‘Feels like a bun steamer’: Hong Kong’s poorer residents most affected by heatwave


With temperatures in Hong Kong set to stay high in the coming days, impoverished residents living in subdivided flats, rooftop structures and cage homes are suffering the most. - AFP

HONG KONG: Home for Jo is a metal-encased rooftop structure in Kowloon, Hong Kong, where she has been suffering from heat-induced headaches for days.

“It’s so hot in the day that you can get burned from touching the metal walls,” said the restaurant worker, adding that she sweats a lot and the heat makes sleeping at night difficult.

Jo, who is in her 50s, lives with two others in the 200sq ft rooftop home. She wanted to be known only by her surname for privacy reasons.

“Our home feels like a bun steamer,” she said.

She is one of thousands of residents in low-income housing in the territory who are the worst hit by the ongoing extreme heat that Hong Kong is facing this summer.

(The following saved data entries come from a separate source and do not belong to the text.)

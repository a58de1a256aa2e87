use std::time::Instant;

use crate::definitions::StunTransactionId;
use crate::transport::TransportAddress;

use super::scheduler::TimerHandle;
use super::FailureReason;

#[derive(Debug, Copy, Clone, Eq, PartialEq)]
pub enum ClientTransactionState {
    Waiting,
    Terminated,
}

/// A client transaction: created when the application sends a Request,
/// lives until a matching response arrives, retransmissions are
/// exhausted, or the caller cancels it.
pub struct ClientTransaction {
    pub transaction_id: StunTransactionId,
    pub request_bytes: Vec<u8>,
    pub destination: TransportAddress,
    pub source: TransportAddress,
    pub state: ClientTransactionState,
    pub retransmission_count: u32,
    pub created_at: Instant,
    /// Handle for whichever timer (next retransmission or final
    /// deadline) is currently pending for this transaction, so it can
    /// be cancelled on termination.
    pub pending_timer: Option<TimerHandle>,
    collector: Box<dyn Fn(ClientTransactionEvent) + Send + Sync>,
}

/// Terminal event delivered to a client transaction's collector exactly
/// once.
pub enum ClientTransactionEvent {
    Response(crate::StunMessage),
    Failure(FailureReason),
}

impl ClientTransaction {
    pub fn new(
        transaction_id: StunTransactionId,
        request_bytes: Vec<u8>,
        destination: TransportAddress,
        source: TransportAddress,
        collector: Box<dyn Fn(ClientTransactionEvent) + Send + Sync>,
    ) -> Self {
        Self {
            transaction_id,
            request_bytes,
            destination,
            source,
            state: ClientTransactionState::Waiting,
            retransmission_count: 0,
            created_at: Instant::now(),
            pending_timer: None,
            collector,
        }
    }

    /// Delivers a terminal event and moves the transaction to
    /// Terminated. A no-op if already terminated, so a response racing a
    /// timeout can't double-deliver.
    pub fn terminate(&mut self, event: ClientTransactionEvent) {
        if self.state == ClientTransactionState::Terminated {
            return;
        }
        self.state = ClientTransactionState::Terminated;
        (self.collector)(event);
    }

    pub fn is_terminated(&self) -> bool {
        self.state == ClientTransactionState::Terminated
    }
}
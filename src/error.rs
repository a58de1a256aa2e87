use thiserror::Error;

use crate::demux::DemuxError;
use crate::header::{HeaderDecodeError, HeaderEncodeError};
use crate::message::{MessageDecodeError, MessageEncodeError};
use crate::transaction::TransactionError;
use crate::AttributeDecodeError;
use crate::AttributeEncodeError;

/// Crate-wide error wrapper for callers that want one type at the API
/// boundary instead of threading each subsystem's own error through.
/// Asynchronous outcomes (timeout, failure events) still flow through
/// the listener interface; this is only for the synchronous call paths
/// (`encode`/`decode`/`send_request`).
#[derive(Error, Debug)]
pub enum StunCoreError {
    #[error(transparent)]
    HeaderDecode(#[from] HeaderDecodeError),
    #[error(transparent)]
    HeaderEncode(#[from] HeaderEncodeError),
    #[error(transparent)]
    AttributeDecode(#[from] AttributeDecodeError),
    #[error(transparent)]
    AttributeEncode(#[from] AttributeEncodeError),
    #[error(transparent)]
    MessageDecode(#[from] MessageDecodeError),
    #[error(transparent)]
    MessageEncode(#[from] MessageEncodeError),
    #[error(transparent)]
    Transaction(#[from] TransactionError),
    #[error(transparent)]
    Demux(#[from] DemuxError),
}
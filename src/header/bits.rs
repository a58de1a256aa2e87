//! Scatter/gather of the STUN message-type field (RFC 5389 section 6).
//!
//! ```text
//!                      0                 1
//!                      2  3  4 5 6 7 8 9 0 1 2 3 4 5
//!                     +--+--+-+-+-+-+-+-+-+-+-+-+-+-+
//!                     |M |M |M|M|M|C|M|M|M|C|M|M|M|M|
//!                     |11|10|9|8|7|1|6|5|4|0|3|2|1|0|
//!                     +--+--+-+-+-+-+-+-+-+-+-+-+-+-+
//! ```
//!
//! The 12-bit method and 2-bit class are not contiguous in the wire
//! field; the class bits are interleaved between method bit groups.
//! This module is the only place that performs the interleaving so the
//! rest of the codec can work with plain `method: u16` / `class: u8`
//! values.

const METHOD_A_BITS: u16 = 0x000f; // M3-M0
const METHOD_B_BITS: u16 = 0x0070; // M6-M4, pre-shift
const METHOD_D_BITS: u16 = 0x0f80; // M11-M7, pre-shift

const CLASS_C0_SHIFT: u16 = 4;
const CLASS_C1_SHIFT: u16 = 7;

/// Packs a 12-bit method and 2-bit class into the 14-bit message-type
/// field (top 2 bits of the 16-bit value are always zero).
pub fn pack(method: u16, class: u8) -> u16 {
    let a = method & METHOD_A_BITS;
    let b = (method << 1) & METHOD_B_BITS;
    let d = (method << 2) & METHOD_D_BITS;
    let m = a | b | d;

    let c0 = (class as u16) & 0b01;
    let c1 = ((class as u16) >> 1) & 0b01;
    let class_bits = (c0 << CLASS_C0_SHIFT) | (c1 << CLASS_C1_SHIFT);

    m | class_bits
}

/// Inverse of [`pack`]: splits a 14-bit message-type field back into its
/// method and class.
pub fn unpack(raw: u16) -> (u16, u8) {
    let a = raw & METHOD_A_BITS;
    let b = (raw & METHOD_B_BITS) >> 1;
    let d = (raw & METHOD_D_BITS) >> 2;
    let method = a | b | d;

    let c0 = (raw >> CLASS_C0_SHIFT) & 0b01;
    let c1 = (raw >> CLASS_C1_SHIFT) & 0b01;
    let class = (c0 | (c1 << 1)) as u8;

    (method, class)
}

#[cfg(test)]
mod tests {
    use super::*;

    #[test]
    fn binding_request_is_0x0001() {
        assert_eq!(pack(0x001, 0b00), 0x0001);
    }

    #[test]
    fn binding_success_response_is_0x0101() {
        assert_eq!(pack(0x001, 0b10), 0x0101);
    }

    #[test]
    fn round_trips_every_method_and_class() {
        for method in [0x001u16, 0x003, 0x004, 0x006, 0x007, 0x008, 0x009] {
            for class in 0u8..4 {
                let raw = pack(method, class);
                assert_eq!(unpack(raw), (method, class));
            }
        }
    }
}
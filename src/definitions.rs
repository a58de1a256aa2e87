pub const STUN_MAGIC_COOKIE: [u8; 4] = [0x21, 0x12, 0xa4, 0x42];
pub const STUN_MAGIC_COOKIE_U32: u32 = 0x2112a442;
pub const STUN_FINGERPRINT_ATTR_SIZE: usize = 8;
pub const STUN_INTEGRITY_ATTR_SIZE: usize = 24;
pub const STUN_HEADER_SIZE: usize = 20;
pub const STUN_TRANSACTION_ID_SIZE: usize = 12;
pub type StunTransactionId = [u8; STUN_TRANSACTION_ID_SIZE];

/// XOR mask applied to the FINGERPRINT CRC-32, so fingerprinted STUN
/// packets don't collide with applications that also CRC their payload.
pub const STUN_FINGERPRINT_XOR: u32 = 0x5354_554e;

/// Channel-Data frames occupy the first byte range 0x40..0x7F; STUN
/// messages always have the top two bits of the first byte clear.
pub const CHANNEL_DATA_MIN: u8 = 0x40;
pub const CHANNEL_DATA_MAX: u8 = 0x7F;
pub const CHANNEL_DATA_HEADER_SIZE: usize = 4;

/// Default client retransmission schedule: RTO doubles on each retry
/// starting from `DEFAULT_FIRST_RETRANS_AFTER_MS` up to
/// `DEFAULT_MAX_RETRANS_TIMER_MS`, giving up after
/// `DEFAULT_MAX_RETRANS_COUNT` sends.
pub const DEFAULT_FIRST_RETRANS_AFTER_MS: u64 = 100;
pub const DEFAULT_MAX_RETRANS_TIMER_MS: u64 = 1600;
pub const DEFAULT_MAX_RETRANS_COUNT: u32 = 6;

/// How long a server keeps a finished transaction's cached response around
/// to answer retransmitted requests before evicting it.
pub const DEFAULT_SERVER_TRANSACTION_EXPIRY_MS: u64 = 16_000;
#[derive(Debug, Copy, Clone, FromPrimitive, Ord, PartialOrd, Eq, PartialEq)]
/// [STUN message class](https://tools.ietf.org/html/rfc5389#section-6)
///
/// The message type defines the message class (request, success
/// response, failure response, or indication). Encoded as the 2-bit
/// `C1 C0` field scattered across the message-type field (section 6);
/// `class as u16` here is the plain 2-bit value, not yet scattered —
/// scattering/gathering happens in [`super::bits`].
pub enum StunMessageClass {
    /// STUN request
    Request = 0b00,
    /// STUN indication
    Indication = 0b01,
    /// STUN success response
    SuccessResponse = 0b10,
    /// STUN error response
    ErrorResponse = 0b11,
}

impl StunMessageClass {
    /// True for Request and Indication — the two transaction-initiating
    /// classes that are not a reply to anything.
    pub fn is_request_or_indication(self) -> bool {
        matches!(self, Self::Request | Self::Indication)
    }

    /// True for SuccessResponse and ErrorResponse.
    pub fn is_response(self) -> bool {
        matches!(self, Self::SuccessResponse | Self::ErrorResponse)
    }
}
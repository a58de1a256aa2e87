use std::net::{IpAddr, Ipv4Addr, SocketAddr};

use criterion::{criterion_group, criterion_main, Criterion};

use stun_core::{StunAttribute, StunMessage};

fn sample_addr() -> SocketAddr {
    SocketAddr::new(IpAddr::V4(Ipv4Addr::new(198, 51, 100, 7)), 4096)
}

fn benchmark_encode_minimal_request(c: &mut Criterion) {
    let message = StunMessage::create_request().set_transaction_id([1; 12]);
    c.bench_function("encode_minimal_request", |b| {
        b.iter(|| message.encode(None).unwrap())
    });
}

fn benchmark_encode_decode_with_attributes(c: &mut Criterion) {
    let message = StunMessage::create_success_response()
        .set_transaction_id([2; 12])
        .add_attribute(StunAttribute::XorMappedAddress {
            socket_addr: sample_addr(),
        })
        .add_attribute(StunAttribute::Software {
            description: "stun-core-bench".to_string(),
        })
        .add_attribute(StunAttribute::Lifetime { seconds: 600 });

    c.bench_function("encode_message_with_attributes", |b| {
        b.iter(|| message.encode(None).unwrap())
    });

    let encoded = message.encode(None).unwrap();
    c.bench_function("decode_message_with_attributes", |b| {
        b.iter(|| StunMessage::decode(&encoded, None, true).unwrap())
    });
}

fn benchmark_message_integrity(c: &mut Criterion) {
    let message = StunMessage::create_request()
        .set_transaction_id([3; 12])
        .add_long_term_credential_message_integrity("alice", "example.org")
        .unwrap();

    c.bench_function("encode_long_term_message_integrity", |b| {
        b.iter(|| message.encode(Some("hunter2")).unwrap())
    });

    let encoded = message.encode(Some("hunter2")).unwrap();
    c.bench_function("decode_long_term_message_integrity", |b| {
        b.iter(|| StunMessage::decode(&encoded, Some("hunter2"), true).unwrap())
    });
}

fn benchmark_fingerprint(c: &mut Criterion) {
    let message = StunMessage::create_request()
        .set_transaction_id([4; 12])
        .add_fingerprint();

    c.bench_function("encode_fingerprint", |b| {
        b.iter(|| message.encode(None).unwrap())
    });

    let encoded = message.encode(None).unwrap();
    c.bench_function("decode_fingerprint", |b| {
        b.iter(|| StunMessage::decode(&encoded, None, true).unwrap())
    });
}

criterion_group!(
    benches,
    benchmark_encode_minimal_request,
    benchmark_encode_decode_with_attributes,
    benchmark_message_integrity,
    benchmark_fingerprint,
);
criterion_main!(benches);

The city recorded its hottest day so far in 2024 on July 7, with temperatures reaching 35deg C in several areas.

The Hong Kong Observatory has issued “very hot weather” warnings for all except two days since June 20. Under the warning, residents are reminded to take more precautions to avoid prolonged sun exposure and heatstroke.

With temperatures set to stay high in the coming days, impoverished residents living in Hong Kong’s subdivided flats, rooftop structures and cage homes are suffering the most, according to the Society for Community Organisation (SoCO), a non-governmental organisation.

More than 90 per cent of those living in such “inadequate housing” reported feeling unwell, and experiencing health issues and difficulties sleeping, because their living quarters were too hot, according to a recent SoCO survey published on July 7.

The study polled more than 300 people between June and early July on how the summer heat had been affecting them physically, mentally and financially.

“The dwellers in such housing are facing significantly more hardships in this intense summer heat,” SoCO deputy director Sze Lai Shan told The Straits Times.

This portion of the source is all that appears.